Listed records START

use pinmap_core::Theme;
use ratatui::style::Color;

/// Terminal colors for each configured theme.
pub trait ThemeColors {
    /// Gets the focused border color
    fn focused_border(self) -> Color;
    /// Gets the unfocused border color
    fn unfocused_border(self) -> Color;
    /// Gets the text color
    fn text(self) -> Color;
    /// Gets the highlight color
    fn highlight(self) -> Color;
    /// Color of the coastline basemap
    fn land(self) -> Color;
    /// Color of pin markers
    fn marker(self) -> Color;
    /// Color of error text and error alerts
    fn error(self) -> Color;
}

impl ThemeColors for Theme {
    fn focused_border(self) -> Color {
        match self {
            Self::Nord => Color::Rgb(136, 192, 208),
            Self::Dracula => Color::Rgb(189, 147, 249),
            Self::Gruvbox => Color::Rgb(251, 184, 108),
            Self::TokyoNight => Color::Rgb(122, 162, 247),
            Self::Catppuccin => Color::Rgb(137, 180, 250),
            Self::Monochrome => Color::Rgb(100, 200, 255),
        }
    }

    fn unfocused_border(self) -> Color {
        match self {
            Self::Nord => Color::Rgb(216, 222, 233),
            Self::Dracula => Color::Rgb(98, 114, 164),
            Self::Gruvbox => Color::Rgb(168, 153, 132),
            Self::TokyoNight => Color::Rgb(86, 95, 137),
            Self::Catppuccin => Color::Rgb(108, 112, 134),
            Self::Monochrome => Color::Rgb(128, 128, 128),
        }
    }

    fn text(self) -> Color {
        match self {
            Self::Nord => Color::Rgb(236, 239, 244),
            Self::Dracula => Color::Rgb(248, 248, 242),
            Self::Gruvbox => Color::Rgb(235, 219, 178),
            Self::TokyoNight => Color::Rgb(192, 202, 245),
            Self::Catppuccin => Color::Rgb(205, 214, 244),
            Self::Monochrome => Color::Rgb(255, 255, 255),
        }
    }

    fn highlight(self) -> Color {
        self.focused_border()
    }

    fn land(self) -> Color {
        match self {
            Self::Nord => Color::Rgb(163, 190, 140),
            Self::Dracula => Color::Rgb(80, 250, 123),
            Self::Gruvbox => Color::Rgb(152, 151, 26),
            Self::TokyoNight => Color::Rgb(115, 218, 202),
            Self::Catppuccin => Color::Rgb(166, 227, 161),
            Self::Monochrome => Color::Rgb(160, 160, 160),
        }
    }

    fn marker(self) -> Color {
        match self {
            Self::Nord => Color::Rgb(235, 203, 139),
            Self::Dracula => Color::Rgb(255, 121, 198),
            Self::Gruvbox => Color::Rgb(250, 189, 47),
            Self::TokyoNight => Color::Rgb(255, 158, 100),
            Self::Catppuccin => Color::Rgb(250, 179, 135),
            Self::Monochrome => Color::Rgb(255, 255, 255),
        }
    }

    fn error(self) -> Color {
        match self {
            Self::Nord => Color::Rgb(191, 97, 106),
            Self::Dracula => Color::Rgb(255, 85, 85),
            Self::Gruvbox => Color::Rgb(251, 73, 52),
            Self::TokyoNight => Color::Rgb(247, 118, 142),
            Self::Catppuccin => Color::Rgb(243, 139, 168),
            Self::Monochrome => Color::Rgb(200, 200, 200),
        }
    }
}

Listed records END

* **Exercise**
For the string "Gets", work out how many lines of the entries contain it and reply with that number alone.

* **Exercise output**
4